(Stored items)
*** Begin section ***

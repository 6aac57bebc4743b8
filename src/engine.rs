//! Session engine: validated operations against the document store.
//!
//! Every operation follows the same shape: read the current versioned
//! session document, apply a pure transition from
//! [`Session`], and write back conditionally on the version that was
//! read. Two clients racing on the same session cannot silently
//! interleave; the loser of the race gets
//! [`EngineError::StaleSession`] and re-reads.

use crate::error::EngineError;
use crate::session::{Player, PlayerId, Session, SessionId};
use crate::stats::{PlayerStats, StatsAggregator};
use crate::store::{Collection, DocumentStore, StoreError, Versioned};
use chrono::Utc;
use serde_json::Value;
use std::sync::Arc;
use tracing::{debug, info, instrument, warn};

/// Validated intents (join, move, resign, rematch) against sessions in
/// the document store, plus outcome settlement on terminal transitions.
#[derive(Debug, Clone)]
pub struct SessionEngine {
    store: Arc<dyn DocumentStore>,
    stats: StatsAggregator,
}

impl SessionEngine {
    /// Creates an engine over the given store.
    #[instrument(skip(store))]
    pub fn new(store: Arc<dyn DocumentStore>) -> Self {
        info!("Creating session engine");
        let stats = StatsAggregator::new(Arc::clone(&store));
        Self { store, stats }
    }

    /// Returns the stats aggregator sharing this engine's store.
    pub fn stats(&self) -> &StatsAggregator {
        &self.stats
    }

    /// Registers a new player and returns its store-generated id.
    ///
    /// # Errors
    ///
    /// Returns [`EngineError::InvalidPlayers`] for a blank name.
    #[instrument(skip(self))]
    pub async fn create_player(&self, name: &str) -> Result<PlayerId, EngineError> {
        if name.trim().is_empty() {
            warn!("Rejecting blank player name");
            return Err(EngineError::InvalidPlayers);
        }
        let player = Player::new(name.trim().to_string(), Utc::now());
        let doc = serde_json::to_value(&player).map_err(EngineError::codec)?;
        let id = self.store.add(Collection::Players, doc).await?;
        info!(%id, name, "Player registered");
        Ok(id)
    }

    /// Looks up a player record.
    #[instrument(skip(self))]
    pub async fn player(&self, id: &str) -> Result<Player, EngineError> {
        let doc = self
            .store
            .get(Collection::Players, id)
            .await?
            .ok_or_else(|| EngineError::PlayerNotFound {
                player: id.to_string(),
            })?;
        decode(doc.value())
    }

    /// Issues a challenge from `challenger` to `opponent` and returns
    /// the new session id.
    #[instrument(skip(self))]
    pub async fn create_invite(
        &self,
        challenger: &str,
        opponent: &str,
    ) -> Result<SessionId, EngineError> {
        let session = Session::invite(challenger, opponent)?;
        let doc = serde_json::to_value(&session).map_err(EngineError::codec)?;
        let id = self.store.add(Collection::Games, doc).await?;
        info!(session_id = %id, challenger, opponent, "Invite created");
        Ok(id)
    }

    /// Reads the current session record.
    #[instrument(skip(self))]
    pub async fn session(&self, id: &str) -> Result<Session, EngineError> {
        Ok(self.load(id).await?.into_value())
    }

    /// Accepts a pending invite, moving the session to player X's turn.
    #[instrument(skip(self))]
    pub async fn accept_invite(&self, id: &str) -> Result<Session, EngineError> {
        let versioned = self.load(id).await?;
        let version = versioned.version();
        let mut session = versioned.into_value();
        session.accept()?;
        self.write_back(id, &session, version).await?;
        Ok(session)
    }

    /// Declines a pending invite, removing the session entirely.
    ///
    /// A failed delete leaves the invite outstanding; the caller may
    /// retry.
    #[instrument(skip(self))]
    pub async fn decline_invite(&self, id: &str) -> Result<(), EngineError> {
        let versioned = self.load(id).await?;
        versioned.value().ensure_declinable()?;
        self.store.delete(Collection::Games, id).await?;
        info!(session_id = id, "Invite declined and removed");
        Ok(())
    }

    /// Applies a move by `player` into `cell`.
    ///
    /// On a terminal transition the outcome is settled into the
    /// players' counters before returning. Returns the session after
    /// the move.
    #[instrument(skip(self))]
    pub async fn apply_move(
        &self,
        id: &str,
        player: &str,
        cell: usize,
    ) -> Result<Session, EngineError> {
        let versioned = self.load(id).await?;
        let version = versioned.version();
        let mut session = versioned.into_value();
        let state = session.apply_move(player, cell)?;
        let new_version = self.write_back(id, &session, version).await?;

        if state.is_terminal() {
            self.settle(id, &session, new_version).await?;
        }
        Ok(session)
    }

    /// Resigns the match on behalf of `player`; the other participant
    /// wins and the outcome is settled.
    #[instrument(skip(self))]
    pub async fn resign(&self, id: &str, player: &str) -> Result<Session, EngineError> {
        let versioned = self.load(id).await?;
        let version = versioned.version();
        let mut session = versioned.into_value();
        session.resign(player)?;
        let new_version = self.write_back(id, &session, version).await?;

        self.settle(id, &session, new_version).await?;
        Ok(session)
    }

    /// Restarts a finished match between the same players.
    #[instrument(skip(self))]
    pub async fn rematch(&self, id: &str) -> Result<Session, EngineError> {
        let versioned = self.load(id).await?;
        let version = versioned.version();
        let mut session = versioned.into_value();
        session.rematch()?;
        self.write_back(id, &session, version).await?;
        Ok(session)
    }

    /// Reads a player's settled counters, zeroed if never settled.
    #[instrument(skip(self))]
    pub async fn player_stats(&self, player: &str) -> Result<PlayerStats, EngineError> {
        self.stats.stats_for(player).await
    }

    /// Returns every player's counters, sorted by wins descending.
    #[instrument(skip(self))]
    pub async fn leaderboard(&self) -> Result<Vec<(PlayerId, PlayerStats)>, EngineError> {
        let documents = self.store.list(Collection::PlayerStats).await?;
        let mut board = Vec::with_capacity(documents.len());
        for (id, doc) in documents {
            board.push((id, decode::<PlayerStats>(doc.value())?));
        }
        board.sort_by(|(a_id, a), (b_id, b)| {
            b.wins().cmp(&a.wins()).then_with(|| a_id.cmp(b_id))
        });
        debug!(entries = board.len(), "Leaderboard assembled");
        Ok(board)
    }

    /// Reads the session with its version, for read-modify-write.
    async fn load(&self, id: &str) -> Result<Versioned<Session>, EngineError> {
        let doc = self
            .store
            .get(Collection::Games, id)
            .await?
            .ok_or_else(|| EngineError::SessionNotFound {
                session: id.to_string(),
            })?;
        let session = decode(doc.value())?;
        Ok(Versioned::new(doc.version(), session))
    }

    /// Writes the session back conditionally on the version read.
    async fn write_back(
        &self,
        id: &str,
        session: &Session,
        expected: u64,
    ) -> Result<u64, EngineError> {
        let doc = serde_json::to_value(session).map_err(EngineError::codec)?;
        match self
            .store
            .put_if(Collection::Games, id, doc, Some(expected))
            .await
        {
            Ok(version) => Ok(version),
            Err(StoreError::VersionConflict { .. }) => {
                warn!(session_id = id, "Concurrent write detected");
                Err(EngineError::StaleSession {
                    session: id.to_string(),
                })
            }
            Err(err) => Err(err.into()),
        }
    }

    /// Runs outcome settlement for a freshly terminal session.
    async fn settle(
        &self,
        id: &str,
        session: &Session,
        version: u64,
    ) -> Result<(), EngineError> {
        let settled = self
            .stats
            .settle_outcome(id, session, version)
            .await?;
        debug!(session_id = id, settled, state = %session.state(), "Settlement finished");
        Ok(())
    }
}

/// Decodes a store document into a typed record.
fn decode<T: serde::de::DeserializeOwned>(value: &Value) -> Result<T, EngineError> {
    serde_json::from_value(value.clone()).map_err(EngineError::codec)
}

*** End section ***

### YOUR INSTRUCTIONS
Where the word "InvalidPlayers" occurs in a line of the records, copy that line.

### FINAL ANSWER
    /// Returns [`EngineError::InvalidPlayers`] for a blank name.
            return Err(EngineError::InvalidPlayers);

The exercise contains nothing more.